→ **What the exercise asks**
Set out each line from the following listing that includes the word "Result".
━━━━━ Dataset excerpts ━━━━━
use crate::{
    error::{format_error, Result},
    memory_manager::MemoryManager,
    types::SInt,
};
use std::path::Path;

/// A cursor over the bytes of a memory mapped text file.
pub struct MappedFileToker {
    mm: MemoryManager,
    position: usize,
}

impl MappedFileToker {
    pub fn open<P: AsRef<Path>>(path: P) -> Result<Self> {
        Ok(Self::new(MemoryManager::new_mmap(path)?))
    }

    pub fn from_bytes(bytes: Vec<u8>) -> Self {
        Self::new(MemoryManager::Mem(bytes))
    }

    fn new(mm: MemoryManager) -> Self {
        MappedFileToker { mm, position: 0 }
    }

    pub fn position(&self) -> usize {
        self.position
    }

    pub fn length(&self) -> usize {
        self.mm.len()
    }

    pub fn valid_position(&self) -> bool {
        self.position < self.mm.len()
    }

    /// Moves the cursor to `position`. If that is inside a line, the cursor
    /// continues at the start of the next line.
    pub fn seek(&mut self, position: usize) {
        self.position = position.min(self.length());
        if self.position > 0 && self.bytes()[self.position - 1] != b'\n' {
            self.skip_line();
        }
    }

    pub fn current(&self) -> Option<u8> {
        self.bytes().get(self.position).copied()
    }

    pub fn test_char(&self, c: u8) -> bool {
        self.current() == Some(c)
    }

    pub fn skip_spaces(&mut self) {
        while matches!(self.current(), Some(b' ') | Some(b'\t')) {
            self.position += 1;
        }
    }

    /// Advances past the next newline, or to the end of the file.
    pub fn skip_line(&mut self) {
        let rest = &self.bytes()[self.position..];
        let skipped = rest
            .iter()
            .position(|&c| c == b'\n')
            .map_or(rest.len(), |i| i + 1);
        self.position += skipped;
    }

    /// Whether only spaces remain before the end of the current line.
    pub fn at_line_end(&mut self) -> bool {
        self.skip_spaces();
        matches!(self.current(), None | Some(b'\n') | Some(b'\r'))
    }

    pub fn consume_char(&mut self, c: u8) -> Result<()> {
        self.skip_spaces();
        match self.current() {
            Some(found) if found == c => {
                self.position += 1;
                Ok(())
            }
            Some(found) => format_error(
                self.position,
                format!("expected '{}', found '{}'", c as char, found as char),
            ),
            None => format_error(
                self.position,
                format!("expected '{}', found end of file", c as char),
            ),
        }
    }

    /// Consumes the rest of the line, which must be blank.
    pub fn consume_line_end(&mut self) -> Result<()> {
        if !self.at_line_end() {
            return format_error(self.position, "expected end of line");
        }
        if self.test_char(b'\r') {
            self.position += 1;
        }
        if self.valid_position() {
            self.consume_char(b'\n')?;
        }
        Ok(())
    }

    pub fn consume_int(&mut self) -> Result<SInt> {
        self.skip_spaces();
        let start = self.position;
        let mut value: SInt = 0;
        while let Some(c @ b'0'..=b'9') = self.current() {
            value = match value
                .checked_mul(10)
                .and_then(|v| v.checked_add((c - b'0') as SInt))
            {
                Some(value) => value,
                None => return format_error(start, "integer overflow"),
            };
            self.position += 1;
        }
        if self.position == start {
            return format_error(start, "expected integer");
        }
        Ok(value)
    }

    fn bytes(&self) -> &[u8] {
        self.mm.as_bytes()
    }
}

#[cfg(test)]
mod tests {
    use super::*;
    use crate::error::Error;
    use std::io::Write;
    use tempfile::NamedTempFile;

    #[test]
    fn test_consume() {
        let mut toker = MappedFileToker::from_bytes(b"12  7\n\t3\r\n".to_vec());
        assert_eq!(toker.consume_int().unwrap(), 12);
        assert_eq!(toker.consume_int().unwrap(), 7);
        toker.consume_line_end().unwrap();
        assert_eq!(toker.consume_int().unwrap(), 3);
        toker.consume_line_end().unwrap();
        assert!(!toker.valid_position());
    }

    #[test]
    fn test_errors_report_offset() {
        let mut toker = MappedFileToker::from_bytes(b"4 x\n".to_vec());
        toker.consume_int().unwrap();
        match toker.consume_int() {
            Err(Error::Format { offset, .. }) => assert_eq!(offset, 2),
            other => panic!("unexpected {:?}", other),
        }
        assert!(toker.consume_char(b'y').is_err());
        toker.consume_char(b'x').unwrap();
        assert!(toker.consume_char(b'x').is_err());
    }

    #[test]
    fn test_overflow() {
        let mut toker = MappedFileToker::from_bytes(b"99999999999999999999999".to_vec());
        assert!(toker.consume_int().is_err());
    }

    #[test]
    fn test_seek_recovers_line_start() {
        let mut toker = MappedFileToker::from_bytes(b"10 11\n20 21\n30 31\n".to_vec());
        toker.seek(8);
        assert_eq!(toker.position(), 12);
        assert_eq!(toker.consume_int().unwrap(), 30);
        toker.seek(6);
        assert_eq!(toker.consume_int().unwrap(), 20);
        toker.seek(0);
        assert_eq!(toker.consume_int().unwrap(), 10);
        toker.seek(100);
        assert!(!toker.valid_position());
    }

    #[test]
    fn test_skip_line() {
        let mut toker = MappedFileToker::from_bytes(b"a b c\nd".to_vec());
        toker.skip_line();
        assert!(toker.test_char(b'd'));
        toker.skip_line();
        assert_eq!(toker.position(), toker.length());
    }

    #[test]
    fn test_open() {
        let mut file = NamedTempFile::new().unwrap();
        file.write_all(b"5 6\n").unwrap();
        let path = file.into_temp_path();
        let mut toker = MappedFileToker::open(&path).unwrap();
        assert_eq!(toker.length(), 4);
        assert_eq!(toker.consume_int().unwrap(), 5);
    }
}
━━━━━
→ **The answer**
    error::{format_error, Result},
    pub fn open<P: AsRef<Path>>(path: P) -> Result<Self> {
    pub fn consume_char(&mut self, c: u8) -> Result<()> {
    pub fn consume_line_end(&mut self) -> Result<()> {
    pub fn consume_int(&mut self) -> Result<SInt> {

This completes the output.